The main body of the GeneTonic application is structured in tabs that are activated by clicking on the respective icons or text in the sidebar.

While the Welcome tab might be self-explanatory, the functionality of each tab can go in depth, and new users can benefit of the question circle button () button to trigger an interactive tour of GeneTonic, which allows users to learn the basic usage mechanisms by doing. During a tour, the highlighted elements respond to the user's actions, while the rest of the UI is kept shaded. Tours can be interrupted anytime by clicking outside of the focused window, and arrows (left, right) can be used as well to navigate between steps.
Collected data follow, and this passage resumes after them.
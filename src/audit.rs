use serde_json::Value;
use uuid::Uuid;

use crate::state::AppState;

/// Append a row to the audit trail. Best-effort: a failed write is logged
/// and never fails the operation being audited.
pub async fn log_audit(
    state: &AppState,
    user_id: Option<Uuid>,
    action: &str,
    resource: Option<&str>,
    metadata: Option<Value>,
) {
    let id = Uuid::new_v4();
    let result = sqlx::query(
        r#"
        INSERT INTO audit_logs (id, user_id, action, resource, metadata)
        VALUES ($1, $2, $3, $4, $5)
        "#,
    )
    .bind(id)
    .bind(user_id)
    .bind(action)
    .bind(resource)
    .bind(metadata)
    .execute(&state.pool)
    .await;

    if let Err(err) = result {
        tracing::warn!(error = %err, action, "audit log failed");
    }
}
The tour functionality is provided by the beautiful r BiocStyle::CRANpkg("rintrojs") package.

The GeneTonic functionality {#functionality}

The main GeneTonic app is structured in different panels, and each of these is presented in detail in the subsequent sections.

The Welcome panel

This panel in intended to give an overview on the different ingredients you just provided for launching GeneTonic.

Collapsible elements, colored each by the typology of data it refers to, contain the underlying tabular information, and a value box provides a quick summary on the dimensions of the input parameters.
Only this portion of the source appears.